Photography student Tsukiko (Love Exposure's Mami Nakamura) has moved away from home, the stress of her amnesia after a car accident three years before being a source of tension between her and her mother who seems reluctant to discuss it. She lives with her boyfriend Yuuichi (Moonlight Whispers' Kôta Kusano) who is an assistant chef at a local restaurant with his fellow failed bandmates and is also sleeping with her classmate Kaori (April Story's Rumi). Tsukiko has been seeing hypnotherapist Dr. Hosono (Cure's Yoriko Dôguchi) due to her problems sleeping and recurring nightmares in which she can only remember the image of herself covered in blood. When reclusive student Yamamoto (Pulse's Kenji Mizuhashi) moves into the apartment beneath Tsukiko and Yuuichi, strange things start happening to Tsukiko: her bicycle is vandalized, her dreams become waking hallucinations, and from the apartment below she hears a strange song that starts triggering more concrete memories.
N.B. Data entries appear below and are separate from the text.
//! Implementation of `sail new` and `sail init`.

use std::fs;
use std::path::{Path, PathBuf};

use anyhow::{bail, Context, Result};

use crate::core::manifest::{generate_manifest, MANIFEST_NAME};
use crate::core::workspace::ManifestError;

const MAIN_CPP: &str = r#"#include <iostream>

int main() {
    std::cout << "Hello, World!" << "\n";
    return 0;
}
"#;

const GITIGNORE: &str = r#"# Sail build artifacts
target/

# Editor files
*.swp
*~
.vscode/
.idea/
"#;

/// Options for creating a new project.
#[derive(Debug, Clone)]
pub struct NewOptions {
    /// Project name; may be a relative path whose last component names the package
    pub name: String,

    /// Directory the project directory is created in
    pub path: PathBuf,
}

/// Result of scaffolding a project.
#[derive(Debug, Clone, PartialEq, Eq)]
pub struct NewResult {
    /// Package name written to the manifest
    pub package: String,

    /// Project root directory
    pub root: PathBuf,
}

/// Create a new Sail project at `opts.path/opts.name`.
pub fn new_project(opts: &NewOptions) -> Result<NewResult> {
    let root = opts.path.join(&opts.name);

    if root.exists() {
        bail!(
            "destination `{}` already exists\n\
             \n\
             help: use `sail init` to initialize an existing directory",
            root.display()
        );
    }

    let package = package_name(Path::new(&opts.name))?;

    fs::create_dir_all(root.join("src"))
        .with_context(|| format!("failed to create directory: {}", root.display()))?;

    fs::write(root.join(MANIFEST_NAME), generate_manifest(&package))
        .with_context(|| format!("failed to write {}", MANIFEST_NAME))?;
    fs::write(root.join("src").join("main.cpp"), MAIN_CPP)
        .with_context(|| "failed to write src/main.cpp")?;
    fs::write(root.join(".gitignore"), GITIGNORE).with_context(|| "failed to write .gitignore")?;

    tracing::debug!("created package `{}` at {}", package, root.display());
    Ok(NewResult { package, root })
}

/// Initialize a Sail project in an existing directory.
///
/// `src/main.cpp` is only written when there is no `src/` directory yet.
pub fn init_project(dir: &Path) -> Result<NewResult> {
    let manifest_path = dir.join(MANIFEST_NAME);
    if manifest_path.exists() {
        return Err(ManifestError::AlreadyExists {
            dir: dir.to_path_buf(),
        }
        .into());
    }

    let package = package_name(dir)?;

    fs::write(&manifest_path, generate_manifest(&package))
        .with_context(|| format!("failed to write {}", MANIFEST_NAME))?;

    let src_dir = dir.join("src");
    if !src_dir.exists() {
        fs::create_dir_all(&src_dir).with_context(|| "failed to create src directory")?;
        fs::write(src_dir.join("main.cpp"), MAIN_CPP)
            .with_context(|| "failed to write src/main.cpp")?;
    }

    tracing::debug!("initialized package `{}` in {}", package, dir.display());
    Ok(NewResult {
        package,
        root: dir.to_path_buf(),
    })
}

/// The last path component, which must be usable as a package name.
fn package_name(path: &Path) -> Result<String> {
    let name = path
        .file_name()
        .map(|n| n.to_string_lossy().into_owned())
        .unwrap_or_default();

    if name.is_empty() || name.contains(|c: char| c == '"' || c.is_whitespace()) {
        bail!("invalid package name `{}`", path.display());
    }
    Ok(name)
}

#[cfg(test)]
mod tests {
    use super::*;
    use crate::core::manifest::{parse_dependencies, PackageMetadata};
    use tempfile::TempDir;

    #[test]
    fn test_new_project() {
        let tmp = TempDir::new().unwrap();
        let opts = NewOptions {
            name: "myapp".to_string(),
            path: tmp.path().to_path_buf(),
        };

        let result = new_project(&opts).unwrap();

        let root = tmp.path().join("myapp");
        assert_eq!(result.root, root);
        assert!(root.join("src/main.cpp").exists());
        assert!(root.join(".gitignore").exists());

        let manifest = fs::read_to_string(root.join(MANIFEST_NAME)).unwrap();
        assert_eq!(PackageMetadata::from_manifest(&manifest, "x").name, "myapp");
        assert!(manifest.contains("edition = \"2021\""));
        assert!(manifest.contains("[dependencies]"));
        assert!(parse_dependencies(&manifest).is_empty());
    }

    #[test]
    fn test_new_nested_name_uses_last_component() {
        let tmp = TempDir::new().unwrap();
        let opts = NewOptions {
            name: "apps/tool".to_string(),
            path: tmp.path().to_path_buf(),
        };

        let result = new_project(&opts).unwrap();
        assert_eq!(result.package, "tool");
        assert!(tmp.path().join("apps/tool/Sail.toml").exists());
    }

    #[test]
    fn test_new_fails_if_exists() {
        let tmp = TempDir::new().unwrap();
        fs::create_dir(tmp.path().join("taken")).unwrap();
        let opts = NewOptions {
            name: "taken".to_string(),
            path: tmp.path().to_path_buf(),
        };

        let err = new_project(&opts).unwrap_err();
        assert!(err.to_string().contains("already exists"));
    }

    #[test]
    fn test_init_existing_dir() {
        let tmp = TempDir::new().unwrap();
        let dir = tmp.path().join("existing");
        fs::create_dir_all(dir.join("src")).unwrap();
        fs::write(dir.join("src/app.cpp"), "int main() {}").unwrap();

        let result = init_project(&dir).unwrap();

        assert_eq!(result.package, "existing");
        assert!(dir.join(MANIFEST_NAME).exists());
        // Existing sources are left alone
        assert!(!dir.join("src/main.cpp").exists());
    }

    #[test]
    fn test_init_creates_main_when_no_src() {
        let tmp = TempDir::new().unwrap();
        init_project(tmp.path()).unwrap();
        assert!(tmp.path().join("src/main.cpp").exists());
    }

    #[test]
    fn test_init_fails_if_manifest_exists() {
        let tmp = TempDir::new().unwrap();
        fs::write(tmp.path().join(MANIFEST_NAME), "[package]\n").unwrap();

        let err = init_project(tmp.path()).unwrap_err();
        assert!(matches!(
            err.downcast_ref::<ManifestError>(),
            Some(ManifestError::AlreadyExists { .. })
        ));
        assert_eq!(
            fs::read_to_string(tmp.path().join(MANIFEST_NAME)).unwrap(),
            "[package]\n"
        );
    }
}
What Tsukiko does not know is that Dr. Hosono has been approached by sinister police detective Harada (Tetsuo, The Iron Man himself Tomorô Taguchi) who reveals that the source of Tsukiko's amnesia might not be a car accident but witnessing the murder of schoolmate Tomie Kawakami at the hands of Tsukiko's then-boyfriend, members of a high school class that has met with an inordinate amount of freak deaths and institutionalizations. More disturbing, however, is that Harada has traced a number of cases involving a Tomie Kawakami going all the way back to the Meiji period (1868-1912), each one murdered by a boyfriend and whose body vanishes after the crime; and Harada is certain that there really is and always has been only one Tomi Kawakami, and that she has something planned for her reunion with her old schoolmate Tsukiko. Meanwhile, a new waitress Tomie (Dolls' Miho Kanno) has driven Yuuichi and his two best friends and co-workers as well as his boss to distraction to the point of violence

Based on a grisly serialized manga by Junji Ito – whose subsequent "Uzumaki" was also adapted into a filmTomie entered the J-Horror filmography because it struck a chord with teenage girls whose viewership of television and video market "scary true stories" motivated Japanese producers to put some money behind theatrical releases starting with Ringu. The film has a lot of J-Horror elements including schoolgirls, at atmosphere of dread that largely eschews graphic violence – usually only shocking the viewer with the aftermath of a violent death – a female supernatural figure that may be a demon or a vengeful ghost, rain and water imagery, and largely ineffectual males. Some J-Horror films have also utilized the trope of an amnesia heroine; however, Tomie shares with later South Korean horror films the figure of an innocent-seeming protagonist who either does not remember or represses some ill deed they have done to a now vengeful ghost. While Tsukiko's sin is not as drastic as some of her K-horror counterparts, she is presented as the innocent with some throwaway dialogue that does suggest that she has problems with other females – mostly from catty Kaori and from boyfriend Yuuichi who we assume is not that observant and belittling her – and while we take it for granted that another college classmate she dislikes is the aggressor, we are never actually shown evidence of the girl doing anything other than ignoring Tsukiko.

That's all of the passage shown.